Showing posts with label christian henson. Show all posts
Showing posts with label christian henson. Show all posts

Friday, February 03, 2023

BANK OF DAVE**


BANK OF DAVE
is a harmless and likeable bit of rom-com slash socialist agitation. Naturally, its ham-fisted politics aren't entirely sympathetic to those of us at the Blog formerly known as Movie Reviews for Greedy Capitalist Bastards. But the film managed to tap into my nostalgia for Def Leppard so it's all good.  The two stars here are for each of the hit songs I found myself joyously singing along to at the end of the film.

Roy Kinnear plays Dave - a real-life successful Northern businessman who decides to step in and make small loans to his local community with the Global Financial Crisis sees credit tighten up.  He's such a good egg that he donates all the profits to charity.  The endeavour is so successful at boosting his local community that he decides to become a proper bank - the Bank of Dave - and hires a young lawyer (Joel Fry) to help him make the application.  But here's where it gets pantomime-y - because every folk hero needs a big bad nasty evil overlord. Think Robin of Sherwood and King John.

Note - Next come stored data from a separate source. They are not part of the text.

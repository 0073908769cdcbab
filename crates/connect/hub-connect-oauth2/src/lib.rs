//! OAuth2 connection lifecycle for third-party creator platforms.
//!
//! [`ConnectionService`] drives authorize → callback → token exchange →
//! profile fetch → persist, plus refresh, disconnect and content reads.
//! Each platform's quirks live in an adapter implementing
//! [`OAuthProvider`]; [`resolve_provider`] picks the adapter for a
//! [`Platform`] from the static table and the credentials in
//! [`ConnectConfig`].
//!
//! The `state` sent to the provider is an opaque random token mapped
//! server-side to a [`PendingAuthorization`], which also carries the PKCE
//! verifier across the redirect.

pub mod client;
pub mod config;
pub mod error;
pub mod providers;
pub mod registry;
pub mod service;
pub mod state;
pub mod types;


pub use client::{OAuth2Client, PkceChallenge, build_authorization_url, generate_state};
pub use config::{
    ClientCredentials, ConnectConfig, OAuthConfig, ScopeDelimiter, credential_env_keys,
};
pub use error::{ConnectError, ConnectResult};
pub use providers::{
    CalendlyProvider, GoogleProvider, InstagramProvider, OAuthProvider, Provider,
    ShopifyProvider, TwitterProvider, verify_webhook_signature,
};
pub use registry::{
    PlatformSpec, ProviderEndpoints, normalize_shop, platform_spec, resolve_provider,
};
pub use service::{AttemptPhase, ConnectionService};
pub use state::{
    AuthorizationStateStore, InMemoryAuthorizationStore, MAX_STATE_TTL_SECONDS,
    PendingAuthorization,
};
pub use types::{
    AuthorizationParams, AuthorizationRedirect, CallbackParams, PlatformProfile, TokenResponse,
    TokenSet, TokenTypeHint,
};

pub use hub_connect_core::{
    Connection, ConnectionStore, InMemoryConnectionStore, Platform, StoreError, TokenStatus,
};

So we have Hugh Bonneville and various others play heartless profit-hungry oligarchs trying to keep humble Dave out of the banking industry by trumping up charges of loan sharking against him and then demanding an outsized cash deposit before he can go into business. Which is where the inevitable BLUES BROTHERS- style  final concert comes in featuring our favourite Northern metal band. There's also an entirely tacked on and inevitable romance between the lawyer and Bridgerton's Phoebe Dynever.

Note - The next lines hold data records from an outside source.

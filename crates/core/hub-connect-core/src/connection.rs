use crate::Platform;
use chrono::{DateTime, Utc};
use serde::{Deserialize, Serialize};
use std::fmt;
use uuid::Uuid;

/// Lifecycle status of the token material held by a connection.
#[derive(Debug, Clone, Copy, PartialEq, Eq, Serialize, Deserialize)]
#[serde(rename_all = "snake_case")]
pub enum TokenStatus {
    Active,
    Expired,
    Revoked,
    Error,
}

/// One user's link to one platform.
///
/// Keyed by `(user_id, platform)`. A repeated connect for the same pair
/// replaces the record wholesale; a token refresh updates it in place.
/// Token fields are stored as-is; encrypting them at rest is the store's job.
#[derive(Clone, Serialize, Deserialize)]
pub struct Connection {
    pub id: Uuid,
    pub user_id: String,
    pub platform: Platform,
    pub platform_user_id: Option<String>,
    pub platform_username: Option<String>,
    pub platform_email: Option<String>,
    pub display_name: Option<String>,
    pub access_token: String,
    pub refresh_token: Option<String>,
    pub token_expires_at: Option<DateTime<Utc>>,
    pub token_status: TokenStatus,
    pub scopes: Vec<String>,
    pub metadata: serde_json::Value,
    pub connected_at: DateTime<Utc>,
    pub last_refresh_at: Option<DateTime<Utc>>,
    pub updated_at: DateTime<Utc>,
}

impl Connection {
    /// Whether the access token's expiry time has passed at `now`.
    pub fn is_expired_at(&self, now: DateTime<Utc>) -> bool {
        self.token_expires_at.is_some_and(|expires_at| expires_at <= now)
    }

    /// Status as observed at `now`: an active token past its expiry reads as expired.
    pub fn effective_status(&self, now: DateTime<Utc>) -> TokenStatus {
        match self.token_status {
            TokenStatus::Active if self.is_expired_at(now) => TokenStatus::Expired,
            status => status,
        }
    }
}

impl fmt::Debug for Connection {
    fn fmt(&self, f: &mut fmt::Formatter<'_>) -> fmt::Result {
        f.debug_struct("Connection")
            .field("id", &self.id)
            .field("user_id", &self.user_id)
            .field("platform", &self.platform)
            .field("platform_user_id", &self.platform_user_id)
            .field("platform_username", &self.platform_username)
            .field("access_token", &"[REDACTED]")
            .field(
                "refresh_token",
                &self.refresh_token.as_ref().map(|_| "[REDACTED]"),
            )
            .field("token_expires_at", &self.token_expires_at)
            .field("token_status", &self.token_status)
            .field("scopes", &self.scopes)
            .field("connected_at", &self.connected_at)
            .field("last_refresh_at", &self.last_refresh_at)
            .finish_non_exhaustive()
    }
}

#[cfg(test)]
pub(crate) mod tests {
    use super::*;
    use chrono::Duration;

    pub(crate) fn sample_connection(user_id: &str, platform: Platform, token: &str) -> Connection {
        let now = Utc::now();
        Connection {
            id: Uuid::new_v4(),
            user_id: user_id.to_string(),
            platform,
            platform_user_id: Some("remote-1".to_string()),
            platform_username: Some("creator".to_string()),
            platform_email: None,
            display_name: None,
            access_token: token.to_string(),
            refresh_token: Some("refresh".to_string()),
            token_expires_at: Some(now + Duration::hours(1)),
            token_status: TokenStatus::Active,
            scopes: vec!["read".to_string()],
            metadata: serde_json::json!({}),
            connected_at: now,
            last_refresh_at: Some(now),
            updated_at: now,
        }
    }

    #[test]
    fn test_effective_status_detects_expiry() {
        let mut connection = sample_connection("user-1", Platform::Youtube, "token");
        let now = Utc::now();
        assert_eq!(connection.effective_status(now), TokenStatus::Active);

        connection.token_expires_at = Some(now - Duration::minutes(5));
        assert_eq!(connection.effective_status(now), TokenStatus::Expired);

        // Revoked stays revoked regardless of expiry
        connection.token_status = TokenStatus::Revoked;
        assert_eq!(connection.effective_status(now), TokenStatus::Revoked);
    }

    #[test]
    fn test_no_expiry_never_expires() {
        let mut connection = sample_connection("user-1", Platform::Shopify, "token");
        connection.token_expires_at = None;
        assert!(!connection.is_expired_at(Utc::now() + Duration::days(3650)));
    }

    #[test]
    fn test_debug_redacts_tokens() {
        let connection = sample_connection("user-1", Platform::Twitter, "super-secret-token");
        let debug = format!("{:?}", connection);
        assert!(!debug.contains("super-secret-token"));
        assert!(debug.contains("[REDACTED]"));
    }
}
//! Server configuration.
//!
//! Sources, lowest precedence first:
//! - defaults
//! - a TOML file (`connect.toml`, or the path in `HUB_CONFIG_FILE`)
//! - `HUB__`-prefixed environment variables, e.g. `HUB__SERVER__PORT`
//! - the plain variables `HOST`, `PORT`, `HTTPS_PORT`, `FRONTEND_URL`,
//!   `BACKEND_URL` and `RUST_LOG`
//!
//! Platform client credentials are not part of these settings; they are read
//! by [`ConnectConfig::from_env`].

use anyhow::{Context, Result};
use config::{Config as ConfigBuilder, Environment, File};
use hub_connect_oauth2::{ConnectConfig, MAX_STATE_TTL_SECONDS};
use serde::{Deserialize, Serialize};
use std::net::{IpAddr, Ipv4Addr};
use std::path::Path;
use tracing::{debug, info};
use tracing_subscriber::EnvFilter;

/// Main configuration struct for the connection server
#[derive(Debug, Clone, Default, Serialize, Deserialize)]
#[serde(default)]
pub struct Settings {
    pub server: ServerSettings,
    pub oauth: OAuthSettings,
    pub logging: LoggingSettings,
}

/// Server network configuration
#[derive(Debug, Clone, Serialize, Deserialize)]
#[serde(default)]
pub struct ServerSettings {
    /// Host to bind to (default: 127.0.0.1)
    pub host: IpAddr,

    /// Port to bind to (default: 3001)
    pub port: u16,

    /// Port the TLS front end listens on. Only used to build the default
    /// redirect URI for platforms that demand https callbacks.
    pub https_port: u16,
}

/// OAuth flow configuration
#[derive(Debug, Clone, Serialize, Deserialize)]
#[serde(default)]
pub struct OAuthSettings {
    /// Dashboard the callback redirects back to
    pub frontend_url: String,

    /// Public base URL of this server, when it differs from localhost
    pub backend_url: Option<String>,

    /// Lifetime of a pending authorization
    pub state_ttl_seconds: u64,

    /// Timeout applied to every provider call
    pub http_timeout_seconds: u64,

    /// How often expired pending authorizations are swept
    pub state_cleanup_interval_seconds: u64,
}

/// Logging configuration
#[derive(Debug, Clone, Serialize, Deserialize)]
#[serde(default)]
pub struct LoggingSettings {
    /// `EnvFilter` directive, e.g. `info` or `info,hub_connect_oauth2=debug`
    pub level: String,

    /// Log format (full, pretty, compact)
    pub format: String,

    /// Whether to include the target module
    pub target: bool,
}

impl Default for ServerSettings {
    fn default() -> Self {
        Self {
            host: IpAddr::V4(Ipv4Addr::LOCALHOST),
            port: 3001,
            https_port: 3443,
        }
    }
}

impl Default for OAuthSettings {
    fn default() -> Self {
        Self {
            frontend_url: "http://localhost:3000".to_string(),
            backend_url: None,
            state_ttl_seconds: 600,
            http_timeout_seconds: 30,
            state_cleanup_interval_seconds: 60,
        }
    }
}

impl Default for LoggingSettings {
    fn default() -> Self {
        Self {
            level: "info".to_string(),
            format: "full".to_string(),
            target: false,
        }
    }
}

const LOG_FORMATS: [&str; 3] = ["full", "pretty", "compact"];

impl Settings {
    /// Load configuration from the process environment and optional config file
    pub fn load() -> Result<Self> {
        let config_path =
            std::env::var("HUB_CONFIG_FILE").unwrap_or_else(|_| "connect.toml".to_string());
        Self::load_from(Path::new(&config_path), |key| std::env::var(key).ok())
    }

    /// Load from `config_path` (if it exists) and the `HUB__` environment,
    /// then apply the plain overrides found through `lookup`.
    pub fn load_from<F>(config_path: &Path, lookup: F) -> Result<Self>
    where
        F: Fn(&str) -> Option<String>,
    {
        let mut builder = ConfigBuilder::builder();

        if config_path.exists() {
            info!("Loading configuration from {}", config_path.display());
            builder = builder.add_source(File::from(config_path));
        } else {
            debug!(
                "No config file found at {}, using defaults",
                config_path.display()
            );
        }

        builder = builder.add_source(
            Environment::with_prefix("HUB")
                .separator("__")
                .try_parsing(true),
        );

        let config = builder.build().context("Failed to build configuration")?;
        let mut settings: Settings = config
            .try_deserialize()
            .context("Failed to deserialize configuration")?;

        settings.apply_overrides(lookup)?;
        settings.validate()?;

        Ok(settings)
    }

    fn apply_overrides<F>(&mut self, lookup: F) -> Result<()>
    where
        F: Fn(&str) -> Option<String>,
    {
        if let Some(host) = lookup("HOST") {
            info!("Using HOST environment variable");
            self.server.host = host.parse().context("Invalid HOST value")?;
        }

        if let Some(port) = lookup("PORT") {
            info!("Using PORT environment variable");
            self.server.port = port.parse().context("Invalid PORT value")?;
        }

        if let Some(port) = lookup("HTTPS_PORT") {
            info!("Using HTTPS_PORT environment variable");
            self.server.https_port = port.parse().context("Invalid HTTPS_PORT value")?;
        }

        if let Some(url) = lookup("FRONTEND_URL") {
            info!("Using FRONTEND_URL environment variable");
            self.oauth.frontend_url = url;
        }

        if let Some(url) = lookup("BACKEND_URL") {
            info!("Using BACKEND_URL environment variable");
            self.oauth.backend_url = Some(url);
        }

        if let Some(level) = lookup("RUST_LOG") {
            info!("Using RUST_LOG environment variable");
            self.logging.level = level;
        }

        Ok(())
    }

    /// Validate configuration values
    pub fn validate(&self) -> Result<()> {
        if self.server.port == 0 {
            anyhow::bail!("Server port cannot be 0");
        }
        if self.server.https_port == 0 {
            anyhow::bail!("HTTPS port cannot be 0");
        }

        url::Url::parse(&self.oauth.frontend_url)
            .with_context(|| format!("Invalid frontend URL '{}'", self.oauth.frontend_url))?;
        if let Some(backend_url) = &self.oauth.backend_url {
            url::Url::parse(backend_url)
                .with_context(|| format!("Invalid backend URL '{}'", backend_url))?;
        }

        if self.oauth.state_ttl_seconds == 0 {
            anyhow::bail!("State TTL must be positive");
        }
        if self.oauth.state_ttl_seconds > MAX_STATE_TTL_SECONDS {
            anyhow::bail!(
                "State TTL must be at most {} seconds",
                MAX_STATE_TTL_SECONDS
            );
        }
        if self.oauth.http_timeout_seconds == 0 {
            anyhow::bail!("HTTP timeout must be positive");
        }
        if self.oauth.state_cleanup_interval_seconds == 0 {
            anyhow::bail!("State cleanup interval must be positive");
        }

        EnvFilter::try_new(&self.logging.level)
            .with_context(|| format!("Invalid log level '{}'", self.logging.level))?;

        let format = self.logging.format.to_lowercase();
        if !LOG_FORMATS.contains(&format.as_str()) {
            anyhow::bail!(
                "Invalid log format '{}'. Must be one of: {:?}",
                self.logging.format,
                LOG_FORMATS
            );
        }

        Ok(())
    }

    /// Apply the server-level settings on top of a credential-bearing config.
    pub fn connect_config(&self, base: ConnectConfig) -> ConnectConfig {
        let config = base
            .with_frontend_url(&self.oauth.frontend_url)
            .with_ports(self.server.port, self.server.https_port)
            .with_state_ttl(self.oauth.state_ttl_seconds)
            .with_http_timeout(self.oauth.http_timeout_seconds);

        match &self.oauth.backend_url {
            Some(url) => config.with_backend_url(url),
            None => config,
        }
    }
}

#[cfg(test)]
mod tests {
    use super::*;
    use hub_connect_oauth2::Platform;
    use std::collections::HashMap;

    fn lookup(vars: &[(&str, &str)]) -> impl Fn(&str) -> Option<String> {
        let vars: HashMap<String, String> = vars
            .iter()
            .map(|(k, v)| (k.to_string(), v.to_string()))
            .collect();
        move |key| vars.get(key).cloned()
    }

    #[test]
    fn test_defaults_without_file() {
        let dir = tempfile::tempdir().unwrap();
        let settings = Settings::load_from(&dir.path().join("missing.toml"), lookup(&[])).unwrap();

        assert_eq!(settings.server.port, 3001);
        assert_eq!(settings.server.https_port, 3443);
        assert_eq!(settings.oauth.frontend_url, "http://localhost:3000");
        assert_eq!(settings.oauth.state_ttl_seconds, 600);
        assert!(settings.oauth.backend_url.is_none());
    }

    #[test]
    fn test_file_then_plain_overrides() {
        let dir = tempfile::tempdir().unwrap();
        let path = dir.path().join("connect.toml");
        std::fs::write(
            &path,
            r#"
[server]
port = 4001

[oauth]
frontend_url = "https://app.example.com"
state_ttl_seconds = 120
"#,
        )
        .unwrap();

        let settings = Settings::load_from(
            &path,
            lookup(&[
                ("PORT", "5001"),
                ("BACKEND_URL", "https://api.example.com"),
                ("RUST_LOG", "info,hub_connect_oauth2=debug"),
            ]),
        )
        .unwrap();

        assert_eq!(settings.server.port, 5001);
        assert_eq!(settings.oauth.frontend_url, "https://app.example.com");
        assert_eq!(settings.oauth.state_ttl_seconds, 120);
        assert_eq!(
            settings.oauth.backend_url.as_deref(),
            Some("https://api.example.com")
        );
        assert_eq!(settings.logging.level, "info,hub_connect_oauth2=debug");
    }

    #[test]
    fn test_invalid_values_rejected() {
        let dir = tempfile::tempdir().unwrap();
        let path = dir.path().join("missing.toml");

        assert!(Settings::load_from(&path, lookup(&[("PORT", "0")])).is_err());
        assert!(Settings::load_from(&path, lookup(&[("PORT", "http")])).is_err());
        assert!(Settings::load_from(&path, lookup(&[("FRONTEND_URL", "not a url")])).is_err());

        let mut settings = Settings::default();
        settings.logging.format = "xml".to_string();
        assert!(settings.validate().is_err());

        let mut settings = Settings::default();
        settings.oauth.state_ttl_seconds = MAX_STATE_TTL_SECONDS;
        assert!(settings.validate().is_ok());
        settings.oauth.state_ttl_seconds = u64::MAX;
        assert!(settings.validate().is_err());
    }

    #[test]
    fn test_connect_config_carries_urls() {
        let mut settings = Settings::default();
        settings.server.port = 4001;
        settings.oauth.frontend_url = "https://app.example.com".to_string();

        let config = settings.connect_config(ConnectConfig::new());
        assert_eq!(
            config.redirect_uri(Platform::Youtube),
            "http://localhost:4001/oauth/youtube/callback"
        );
        assert_eq!(
            config.connected_redirect(Platform::Youtube).unwrap(),
            "https://app.example.com/dashboard?connected=youtube"
        );

        settings.oauth.backend_url = Some("https://api.example.com".to_string());
        let config = settings.connect_config(ConnectConfig::new());
        assert_eq!(
            config.redirect_uri(Platform::Instagram),
            "https://api.example.com/oauth/instagram/callback"
        );
    }
}
use std::env;
use std::process::Command;

fn main() {
    let uefi_img = env!("UEFI_IMG");
    let bios_img = env!("BIOS_IMG");
    println!("ChronOS UEFI disk image: {uefi_img}");
    println!("ChronOS BIOS disk image: {bios_img}");

    if env::args().any(|a| a == "--no-run") {
        return;
    }

    let mut qemu = Command::new("qemu-system-x86_64");
    if env::args().any(|a| a == "--bios") {
        qemu.arg("-drive").arg(format!("format=raw,file={bios_img}"));
    } else {
        qemu.arg("-bios").arg(ovmf_prebuilt::ovmf_pure_efi());
        qemu.arg("-drive").arg(format!("format=raw,file={uefi_img}"));
    }
    qemu.arg("-serial").arg("stdio");
    let status = qemu.status().expect("failed to launch qemu-system-x86_64");
    std::process::exit(status.code().unwrap_or(1));
}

The dialogue is painful, the characters drawn with a blunt pencil, the story is hokey and this is really just pisspoor except for the fact that I did rather enjoy the courtroom scene and of course, the aforementioned Leppard reunion.  So fair play.  

BANK OF DAVE is streaming on Netflix and has a running time of 107 minutes.

Sunday, July 27, 2014

BELIEVE

BELIEVE is a shamelessly earnest and indulgent underdog sports story starring Brian Cox as the legendary real life manager of Manchester United. The script from Massimiliano Durante and Carmelo Pennisi imagines what would have happened if Busby had decided to coach a young bunch of working class kids in a local tournament, just out of love of the game and the memory of his young players so tragically killed in the Munich air crash.  

Although much of the film is derivative (working class lads up against posh boys - a mum who doesn't want her kid to play - the conflict between school and sport) I really admire the director David Scheinmann (THE WEST WITTERING AFFAIR) for going into some of the darker material. Although done in almost mocking, caricatured manner, this is a film that shows the class divisions in England, with Georgie (Jack Smith) trying to pass an exam to get into a grammar school rightly seen as potentially life-changing.  I also liked the sentimental but elegantly handled way in which the Munich air crash is handled in a film that is, after all, a PG rated drama. 

Brian Cox is predictably great as Busby but I was surprised at Toby Jones' comic facility and Natasha McElhone's northern accent. But the real star is Jack Smith as the star player Georgie who handles the tough emotional stuff as well as being a good lippy kid.  Could've done without the added contrived drama of a last minute flat tire though.

BELIEVE was released last year in Austria and is currently on release in the UK.